### Source material:
....................

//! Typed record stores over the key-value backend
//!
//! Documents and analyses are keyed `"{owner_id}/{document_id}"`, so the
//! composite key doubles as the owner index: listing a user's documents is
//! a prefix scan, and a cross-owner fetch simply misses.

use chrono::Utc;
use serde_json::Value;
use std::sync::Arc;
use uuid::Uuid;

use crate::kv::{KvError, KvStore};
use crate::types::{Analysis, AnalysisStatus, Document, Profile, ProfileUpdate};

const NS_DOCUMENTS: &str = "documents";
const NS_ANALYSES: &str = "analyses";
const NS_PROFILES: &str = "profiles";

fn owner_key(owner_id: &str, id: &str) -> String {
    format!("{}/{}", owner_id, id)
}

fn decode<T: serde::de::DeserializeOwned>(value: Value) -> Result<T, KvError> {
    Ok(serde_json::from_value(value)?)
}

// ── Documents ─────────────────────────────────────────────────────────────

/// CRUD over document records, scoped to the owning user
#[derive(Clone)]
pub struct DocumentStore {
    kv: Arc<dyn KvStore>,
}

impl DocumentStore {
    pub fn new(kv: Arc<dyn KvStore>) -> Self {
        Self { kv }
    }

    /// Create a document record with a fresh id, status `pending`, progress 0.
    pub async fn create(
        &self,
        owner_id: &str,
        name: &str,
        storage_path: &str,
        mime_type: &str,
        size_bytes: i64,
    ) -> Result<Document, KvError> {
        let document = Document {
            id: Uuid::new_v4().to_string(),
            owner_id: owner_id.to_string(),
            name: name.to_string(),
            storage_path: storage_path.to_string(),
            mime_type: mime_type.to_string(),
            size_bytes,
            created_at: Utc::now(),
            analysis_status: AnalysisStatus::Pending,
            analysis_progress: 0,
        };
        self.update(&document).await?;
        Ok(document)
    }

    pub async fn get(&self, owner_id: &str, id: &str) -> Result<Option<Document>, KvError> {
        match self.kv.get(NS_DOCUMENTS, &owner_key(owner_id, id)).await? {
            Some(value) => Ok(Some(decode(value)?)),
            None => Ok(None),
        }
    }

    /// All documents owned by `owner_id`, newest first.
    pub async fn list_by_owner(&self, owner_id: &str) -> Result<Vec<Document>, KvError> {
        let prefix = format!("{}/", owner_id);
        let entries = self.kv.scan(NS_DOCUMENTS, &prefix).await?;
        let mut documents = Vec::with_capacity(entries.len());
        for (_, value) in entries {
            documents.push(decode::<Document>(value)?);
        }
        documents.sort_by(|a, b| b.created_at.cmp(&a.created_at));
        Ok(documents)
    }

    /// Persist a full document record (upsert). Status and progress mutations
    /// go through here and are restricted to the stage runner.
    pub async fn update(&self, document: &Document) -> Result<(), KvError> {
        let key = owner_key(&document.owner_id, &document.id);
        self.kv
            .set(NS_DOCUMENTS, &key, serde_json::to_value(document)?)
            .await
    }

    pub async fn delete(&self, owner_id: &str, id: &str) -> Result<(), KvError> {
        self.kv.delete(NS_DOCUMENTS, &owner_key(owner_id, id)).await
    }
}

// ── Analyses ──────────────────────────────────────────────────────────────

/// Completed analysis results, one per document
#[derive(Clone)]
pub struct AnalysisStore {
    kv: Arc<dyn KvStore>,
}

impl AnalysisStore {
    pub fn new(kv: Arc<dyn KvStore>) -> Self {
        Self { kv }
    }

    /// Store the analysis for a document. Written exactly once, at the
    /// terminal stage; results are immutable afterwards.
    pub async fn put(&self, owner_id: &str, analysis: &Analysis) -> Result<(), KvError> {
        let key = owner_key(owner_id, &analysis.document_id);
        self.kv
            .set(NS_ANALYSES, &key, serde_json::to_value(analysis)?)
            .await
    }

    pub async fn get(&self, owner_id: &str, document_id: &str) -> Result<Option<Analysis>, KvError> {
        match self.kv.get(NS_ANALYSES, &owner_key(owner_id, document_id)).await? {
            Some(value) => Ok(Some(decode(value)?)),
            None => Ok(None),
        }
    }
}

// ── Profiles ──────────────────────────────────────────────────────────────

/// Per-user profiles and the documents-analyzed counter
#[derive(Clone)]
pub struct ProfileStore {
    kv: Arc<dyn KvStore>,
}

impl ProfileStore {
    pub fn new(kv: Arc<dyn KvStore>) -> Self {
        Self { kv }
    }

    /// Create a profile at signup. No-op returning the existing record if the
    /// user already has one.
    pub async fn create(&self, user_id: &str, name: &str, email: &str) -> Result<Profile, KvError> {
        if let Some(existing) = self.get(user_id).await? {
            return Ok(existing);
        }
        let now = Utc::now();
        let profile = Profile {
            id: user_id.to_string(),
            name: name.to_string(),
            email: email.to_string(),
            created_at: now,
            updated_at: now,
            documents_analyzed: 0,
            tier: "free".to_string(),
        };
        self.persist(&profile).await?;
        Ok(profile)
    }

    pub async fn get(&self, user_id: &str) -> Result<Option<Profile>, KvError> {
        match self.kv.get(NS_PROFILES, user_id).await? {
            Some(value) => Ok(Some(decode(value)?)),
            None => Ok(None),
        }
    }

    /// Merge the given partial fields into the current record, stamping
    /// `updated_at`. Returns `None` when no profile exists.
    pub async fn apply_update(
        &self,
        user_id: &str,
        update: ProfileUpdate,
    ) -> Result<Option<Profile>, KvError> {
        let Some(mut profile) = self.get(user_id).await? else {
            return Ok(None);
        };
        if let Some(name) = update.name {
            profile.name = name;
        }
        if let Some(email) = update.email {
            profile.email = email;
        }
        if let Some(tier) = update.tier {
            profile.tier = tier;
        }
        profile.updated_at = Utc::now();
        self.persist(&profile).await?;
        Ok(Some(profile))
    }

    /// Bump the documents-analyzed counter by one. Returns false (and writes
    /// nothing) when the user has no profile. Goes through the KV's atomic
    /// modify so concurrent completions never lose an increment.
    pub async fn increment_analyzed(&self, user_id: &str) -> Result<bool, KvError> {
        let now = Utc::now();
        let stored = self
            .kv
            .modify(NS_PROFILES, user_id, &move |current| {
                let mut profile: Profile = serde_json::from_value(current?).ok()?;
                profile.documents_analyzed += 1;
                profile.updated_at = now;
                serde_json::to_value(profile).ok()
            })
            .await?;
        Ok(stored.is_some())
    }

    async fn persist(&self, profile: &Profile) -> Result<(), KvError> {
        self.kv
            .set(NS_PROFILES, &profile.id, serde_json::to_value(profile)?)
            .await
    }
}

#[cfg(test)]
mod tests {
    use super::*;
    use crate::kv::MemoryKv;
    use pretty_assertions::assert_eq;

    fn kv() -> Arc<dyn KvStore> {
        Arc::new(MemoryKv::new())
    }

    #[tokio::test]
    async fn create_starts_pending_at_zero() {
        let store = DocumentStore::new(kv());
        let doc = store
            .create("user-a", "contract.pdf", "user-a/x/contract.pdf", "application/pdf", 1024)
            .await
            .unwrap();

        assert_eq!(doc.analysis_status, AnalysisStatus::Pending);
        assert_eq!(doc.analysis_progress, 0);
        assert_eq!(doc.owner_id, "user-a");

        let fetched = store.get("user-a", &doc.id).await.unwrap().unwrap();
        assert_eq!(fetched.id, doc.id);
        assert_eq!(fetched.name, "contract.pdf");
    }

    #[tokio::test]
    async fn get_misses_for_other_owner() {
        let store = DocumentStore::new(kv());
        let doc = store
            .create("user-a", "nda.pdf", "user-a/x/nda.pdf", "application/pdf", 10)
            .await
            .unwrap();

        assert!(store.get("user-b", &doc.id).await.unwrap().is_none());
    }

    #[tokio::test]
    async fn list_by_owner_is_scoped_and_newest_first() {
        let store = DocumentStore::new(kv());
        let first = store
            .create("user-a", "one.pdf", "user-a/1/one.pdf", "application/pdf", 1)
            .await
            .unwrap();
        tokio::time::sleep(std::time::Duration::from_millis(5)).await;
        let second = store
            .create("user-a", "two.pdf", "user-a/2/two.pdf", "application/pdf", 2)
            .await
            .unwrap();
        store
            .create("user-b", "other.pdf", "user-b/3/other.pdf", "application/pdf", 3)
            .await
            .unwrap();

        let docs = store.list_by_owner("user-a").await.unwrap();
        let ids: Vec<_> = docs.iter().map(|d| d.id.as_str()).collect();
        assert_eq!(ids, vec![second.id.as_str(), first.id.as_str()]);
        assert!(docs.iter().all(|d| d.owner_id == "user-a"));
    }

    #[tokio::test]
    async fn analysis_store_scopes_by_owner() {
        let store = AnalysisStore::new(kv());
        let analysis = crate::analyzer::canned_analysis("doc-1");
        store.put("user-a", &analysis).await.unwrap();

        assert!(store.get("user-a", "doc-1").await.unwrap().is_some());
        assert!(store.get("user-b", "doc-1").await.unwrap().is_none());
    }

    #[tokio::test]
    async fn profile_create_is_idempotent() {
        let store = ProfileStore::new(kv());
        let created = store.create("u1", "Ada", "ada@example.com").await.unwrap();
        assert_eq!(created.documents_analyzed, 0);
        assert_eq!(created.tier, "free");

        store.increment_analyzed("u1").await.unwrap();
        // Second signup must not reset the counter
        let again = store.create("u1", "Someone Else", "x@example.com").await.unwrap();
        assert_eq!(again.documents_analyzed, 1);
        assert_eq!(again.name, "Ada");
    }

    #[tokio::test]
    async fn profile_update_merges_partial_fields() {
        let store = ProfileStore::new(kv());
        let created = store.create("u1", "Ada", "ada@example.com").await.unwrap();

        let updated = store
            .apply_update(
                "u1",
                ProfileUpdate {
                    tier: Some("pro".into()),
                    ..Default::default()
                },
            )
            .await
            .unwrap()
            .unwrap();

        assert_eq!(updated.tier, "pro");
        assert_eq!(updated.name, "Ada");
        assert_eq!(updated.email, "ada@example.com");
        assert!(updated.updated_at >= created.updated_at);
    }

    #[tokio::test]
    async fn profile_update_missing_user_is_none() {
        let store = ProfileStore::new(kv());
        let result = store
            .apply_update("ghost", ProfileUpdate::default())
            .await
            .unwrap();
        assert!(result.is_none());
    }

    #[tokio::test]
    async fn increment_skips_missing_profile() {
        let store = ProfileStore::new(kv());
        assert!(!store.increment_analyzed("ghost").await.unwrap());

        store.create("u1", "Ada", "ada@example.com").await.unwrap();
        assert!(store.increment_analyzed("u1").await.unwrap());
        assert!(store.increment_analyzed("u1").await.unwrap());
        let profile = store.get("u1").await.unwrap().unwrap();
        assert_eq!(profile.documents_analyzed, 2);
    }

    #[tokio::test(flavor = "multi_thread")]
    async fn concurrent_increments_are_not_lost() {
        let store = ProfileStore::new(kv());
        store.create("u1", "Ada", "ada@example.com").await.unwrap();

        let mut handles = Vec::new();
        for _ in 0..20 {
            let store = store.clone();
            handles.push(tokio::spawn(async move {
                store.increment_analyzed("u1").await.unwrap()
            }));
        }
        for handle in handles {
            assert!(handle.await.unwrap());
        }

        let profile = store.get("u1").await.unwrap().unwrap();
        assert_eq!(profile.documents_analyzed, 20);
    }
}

....................

When a line in the records holds the string "existing", copy that line.

### Output of the exercise:
    /// Create a profile at signup. No-op returning the existing record if the
        if let Some(existing) = self.get(user_id).await? {
            return Ok(existing);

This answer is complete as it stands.